# Work instruction:
The line containing "fn authorized(backend: &Backend, headers: &HeaderMap)" marks the end: write out exactly every line from the first line of the data below through that line, and only those.

(Stored data entries)
____
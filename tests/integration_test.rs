//! End-to-end tests against an in-process stub of the backend

use axum::extract::{Path, Query, State};
use axum::http::{HeaderMap, StatusCode};
use axum::routing::{delete, get, post};
use axum::{Json, Router};
use homeschool_hub_client::error::{ApiError, AppError, AuthError, BusinessError, ValidationError};
use homeschool_hub_client::models::{
    AssignmentRequest, LessonPlanRequest, NewStudent, RewardDraft, Role, SpellingWordListDraft,
};
use homeschool_hub_client::services::{
    dashboard, AuthService, DashboardExtras, LessonPlanService, RewardsService, RosterService,
    SpellingService,
};
use homeschool_hub_client::workflow::{cancel_pair, open_or_not_found, CancelToken, OptionMark};
use homeschool_hub_client::{
    ApiClient, App, AssignmentView, Command, Config, SessionContext, SessionStore, SubmissionFlow,
    SubmitGate,
};
use serde_json::{json, Value};
use std::collections::HashMap;
use std::path::PathBuf;
use std::sync::{Arc, Mutex};
use std::time::Duration;

const STUDENT_TOKEN: &str = "tok-student";
const TEACHER_TOKEN: &str = "tok-teacher";

/// Mutable backend state, inspected by the tests afterwards
#[derive(Default)]
struct Backend {
    assignment: Value,
    completed: bool,
    score: Option<f64>,
    stored: Option<Value>,
    submit_failures: usize,
    submit_delay: Option<Duration>,
    fail_fetch_when_completed: bool,
    revoked: bool,
    submits: Vec<Value>,
    idempotency_keys: Vec<String>,
    points: i64,
    redeems: usize,
    /// Teacher-side calls as "METHOD /path"
    teacher_calls: Vec<String>,
}

type Shared = Arc<Mutex<Backend>>;

fn error(status: StatusCode, detail: &str) -> (StatusCode, Json<Value>) {
    (status, Json(json!({ "detail": detail })))
}

fn authorized(backend: &Backend, headers: &HeaderMap) -> bool {
    let expected = format!("Bearer {}", STUDENT_TOKEN);
    let presented = headers.get("authorization").and_then(|v| v.to_str().ok());
    !backend.revoked && presented == Some(expected.as_str())
}

fn student_assignment(backend: &Backend) -> Value {
    let stored = backend.stored.clone().unwrap_or(Value::Null);
    json!({
        "student_assignment_id": "sa-1",
        "assignment": backend.assignment,
        "completed": backend.completed,
        "score": backend.score,
        "submitted_at": if backend.completed { json!("2026-01-05T10:00:00Z") } else { Value::Null },
        "assigned_at": "2026-01-04T08:00:00",
        "answers": stored.get("answers").cloned().unwrap_or(Value::Null),
        "coding_answers": stored.get("coding_answers").cloned().unwrap_or(Value::Null),
    })
}

async fn student_login(Json(body): Json<Value>) -> (StatusCode, Json<Value>) {
    if body["password"] != "pw" {
        return error(StatusCode::UNAUTHORIZED, "Incorrect username or password");
    }
    (
        StatusCode::OK,
        Json(json!({
            "access_token": STUDENT_TOKEN,
            "token_type": "bearer",
            "user": {"id": "s-1", "first_name": "Ada", "last_name": "Lovelace", "username": body["username"], "teacher_id": "t-1"}
        })),
    )
}

async fn teacher_login(Json(body): Json<Value>) -> (StatusCode, Json<Value>) {
    if body["password"] != "pw" {
        return error(StatusCode::UNAUTHORIZED, "Incorrect email or password");
    }
    (
        StatusCode::OK,
        Json(json!({
            "access_token": TEACHER_TOKEN,
            "user": {"id": "t-1", "first_name": "Grace", "last_name": "Hopper", "email": body["email"]}
        })),
    )
}

fn record(state: &Shared, call: &str) {
    state.lock().unwrap().teacher_calls.push(call.to_string());
}

async fn students() -> Json<Value> {
    Json(json!([{"id": "s-1", "first_name": "Ada", "last_name": "Lovelace", "username": "ada", "teacher_id": "t-1"}]))
}

async fn create_student(State(state): State<Shared>, Json(body): Json<Value>) -> Json<Value> {
    record(&state, "POST /students");
    Json(json!({
        "id": "s-2", "first_name": body["first_name"], "last_name": body["last_name"],
        "username": body["username"], "teacher_id": "t-1"
    }))
}

async fn delete_student(State(state): State<Shared>, Path(id): Path<String>) -> Json<Value> {
    record(&state, &format!("DELETE /students/{}", id));
    Json(json!({ "message": "Student deleted successfully" }))
}

async fn create_word_list(State(state): State<Shared>, Json(body): Json<Value>) -> Json<Value> {
    record(&state, "POST /spelling-word-lists");
    Json(json!({ "id": "wl-1", "student_id": body["student_id"], "name": body["name"], "words": body["words"] }))
}

async fn create_reward(State(state): State<Shared>, Json(body): Json<Value>) -> Json<Value> {
    record(&state, "POST /rewards");
    Json(json!({
        "id": "r-2", "title": body["title"], "description": body["description"],
        "points_cost": body["points_cost"], "teacher_id": "t-1"
    }))
}

async fn initialize_rewards(State(state): State<Shared>) -> Json<Value> {
    record(&state, "POST /teacher/initialize-rewards");
    Json(json!({ "message": "Default rewards initialized" }))
}

async fn delete_reward(State(state): State<Shared>, Path(id): Path<String>) -> Json<Value> {
    record(&state, &format!("DELETE /rewards/{}", id));
    Json(json!({ "message": "Reward deleted successfully" }))
}

fn generated(body: &Value, id: &str) -> Value {
    json!({
        "id": id,
        "title": format!(
            "{} - {}",
            body["subject"].as_str().unwrap_or(""),
            body["topic"].as_str().unwrap_or("")
        ),
        "subject": body["subject"], "grade_level": body["grade_level"], "topic": body["topic"],
        "teacher_id": "t-1", "created_at": "2026-01-04T08:00:00"
    })
}

async fn generate_assignment(State(state): State<Shared>, Json(body): Json<Value>) -> Json<Value> {
    record(&state, "POST /assignments/generate");
    let mut assignment = generated(&body, "a-9");
    assignment["questions"] =
        json!([{"question": "2 + 3?", "options": ["4", "5"], "correct_answer": 1}]);
    Json(assignment)
}

async fn assignment_templates(State(state): State<Shared>) -> Json<Value> {
    record(&state, "GET /assignments");
    let request = json!({"subject": "Math", "grade_level": "1st Grade", "topic": "Adding"});
    Json(json!([generated(&request, "a-9")]))
}

async fn assign(State(state): State<Shared>, Json(body): Json<Value>) -> Json<Value> {
    let students = body["student_ids"].as_array().map_or(0, Vec::len);
    let assignment_id = body["assignment_id"].as_str().unwrap_or("");
    record(&state, &format!("POST /assignments/assign {} x{}", assignment_id, students));
    Json(json!({ "message": format!("Assignment assigned to {} students", students) }))
}

async fn generate_lesson_plan(State(state): State<Shared>, Json(body): Json<Value>) -> Json<Value> {
    record(&state, "POST /lesson-plans/generate");
    let mut plan = generated(&body, "lp-1");
    plan["content"] = json!("1. Learning objectives\n2. Materials needed");
    Json(plan)
}

async fn lesson_plans(State(state): State<Shared>) -> Json<Value> {
    record(&state, "GET /lesson-plans");
    let request = json!({"subject": "Science", "grade_level": "2nd Grade", "topic": "Plants"});
    let mut plan = generated(&request, "lp-1");
    plan["content"] = json!("1. Learning objectives");
    Json(json!([plan]))
}

async fn gradebook() -> Json<Value> {
    Json(json!([{
        "student": {"id": "s-1", "first_name": "Ada", "last_name": "Lovelace", "username": "ada"},
        "assignments": [
            {"assignment_title": "Counting", "subject": "Math", "score": 90.0, "submitted_at": "2026-01-05T10:00:00Z"},
            {"assignment_title": "Plants", "subject": "Science", "score": null, "submitted_at": null}
        ]
    }]))
}

async fn class_points() -> Json<Value> {
    Json(json!([
        {"student_id": "s-1", "student_name": "Ada Lovelace", "total_points": 40, "transactions": []},
        {"student_id": "s-2", "total_points": 15}
    ]))
}

async fn list_assignments(
    State(state): State<Shared>,
    headers: HeaderMap,
) -> (StatusCode, Json<Value>) {
    let backend = state.lock().unwrap();
    if !authorized(&backend, &headers) {
        return error(StatusCode::UNAUTHORIZED, "Could not validate credentials");
    }
    (StatusCode::OK, Json(json!([student_assignment(&backend)])))
}

async fn get_assignment(
    State(state): State<Shared>,
    Path(id): Path<String>,
    headers: HeaderMap,
) -> (StatusCode, Json<Value>) {
    let backend = state.lock().unwrap();
    if !authorized(&backend, &headers) {
        return error(StatusCode::UNAUTHORIZED, "Could not validate credentials");
    }
    if id != "sa-1" {
        return error(StatusCode::NOT_FOUND, "Assignment not found");
    }
    if backend.completed && backend.fail_fetch_when_completed {
        return error(StatusCode::INTERNAL_SERVER_ERROR, "database unavailable");
    }
    (StatusCode::OK, Json(student_assignment(&backend)))
}

async fn submit(
    State(state): State<Shared>,
    headers: HeaderMap,
    Json(body): Json<Value>,
) -> (StatusCode, Json<Value>) {
    let delay = {
        let mut backend = state.lock().unwrap();
        if !authorized(&backend, &headers) {
            return error(StatusCode::UNAUTHORIZED, "Could not validate credentials");
        }
        let key = headers
            .get("idempotency-key")
            .and_then(|v| v.to_str().ok())
            .unwrap_or_default()
            .to_string();
        backend.idempotency_keys.push(key);
        backend.submits.push(body.clone());
        if backend.submit_failures > 0 {
            backend.submit_failures -= 1;
            return error(StatusCode::INTERNAL_SERVER_ERROR, "temporary failure");
        }
        backend.submit_delay
    };
    if let Some(delay) = delay {
        tokio::time::sleep(delay).await;
    }

    let mut backend = state.lock().unwrap();
    if backend.completed {
        return error(StatusCode::BAD_REQUEST, "Assignment already submitted");
    }
    let questions = backend.assignment["questions"].as_array().cloned().unwrap_or_default();
    let correct = questions
        .iter()
        .enumerate()
        .filter(|(i, q)| body["answers"].get(*i) == Some(&q["correct_answer"]))
        .count();
    let score = if questions.is_empty() {
        100.0
    } else {
        correct as f64 * 100.0 / questions.len() as f64
    };
    backend.completed = true;
    backend.score = Some(score);
    backend.stored = Some(body);
    (
        StatusCode::OK,
        Json(json!({
            "message": "Assignment submitted successfully",
            "score": score,
            "correct_answers": correct,
            "total_questions": questions.len()
        })),
    )
}

async fn points(State(state): State<Shared>) -> Json<Value> {
    let backend = state.lock().unwrap();
    Json(json!({ "total_points": backend.points, "transactions": [] }))
}

async fn rewards() -> Json<Value> {
    Json(json!([
        {"id": "r-1", "title": "Game time", "description": "30 minutes", "points_cost": 50, "active": true}
    ]))
}

async fn redeem(
    State(state): State<Shared>,
    Query(query): Query<HashMap<String, String>>,
) -> Json<Value> {
    let mut backend = state.lock().unwrap();
    backend.redeems += 1;
    let reward_id = query.get("reward_id").cloned().unwrap_or_default();
    Json(json!({ "message": format!("Redeemed {}", reward_id), "remaining_points": 0 }))
}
____
# Solution below:
filename tests/integration_test.rs
//! End-to-end tests against an in-process stub of the backend

use axum::extract::{Path, Query, State};
use axum::http::{HeaderMap, StatusCode};
use axum::routing::{delete, get, post};
use axum::{Json, Router};
use homeschool_hub_client::error::{ApiError, AppError, AuthError, BusinessError, ValidationError};
use homeschool_hub_client::models::{
    AssignmentRequest, LessonPlanRequest, NewStudent, RewardDraft, Role, SpellingWordListDraft,
};
use homeschool_hub_client::services::{
    dashboard, AuthService, DashboardExtras, LessonPlanService, RewardsService, RosterService,
    SpellingService,
};
use homeschool_hub_client::workflow::{cancel_pair, open_or_not_found, CancelToken, OptionMark};
use homeschool_hub_client::{
    ApiClient, App, AssignmentView, Command, Config, SessionContext, SessionStore, SubmissionFlow,
    SubmitGate,
};
use serde_json::{json, Value};
use std::collections::HashMap;
use std::path::PathBuf;
use std::sync::{Arc, Mutex};
use std::time::Duration;

const STUDENT_TOKEN: &str = "tok-student";
const TEACHER_TOKEN: &str = "tok-teacher";

/// Mutable backend state, inspected by the tests afterwards
#[derive(Default)]
struct Backend {
    assignment: Value,
    completed: bool,
    score: Option<f64>,
    stored: Option<Value>,
    submit_failures: usize,
    submit_delay: Option<Duration>,
    fail_fetch_when_completed: bool,
    revoked: bool,
    submits: Vec<Value>,
    idempotency_keys: Vec<String>,
    points: i64,
    redeems: usize,
    /// Teacher-side calls as "METHOD /path"
    teacher_calls: Vec<String>,
}

type Shared = Arc<Mutex<Backend>>;

fn error(status: StatusCode, detail: &str) -> (StatusCode, Json<Value>) {
    (status, Json(json!({ "detail": detail })))
}

fn authorized(backend: &Backend, headers: &HeaderMap) -> bool {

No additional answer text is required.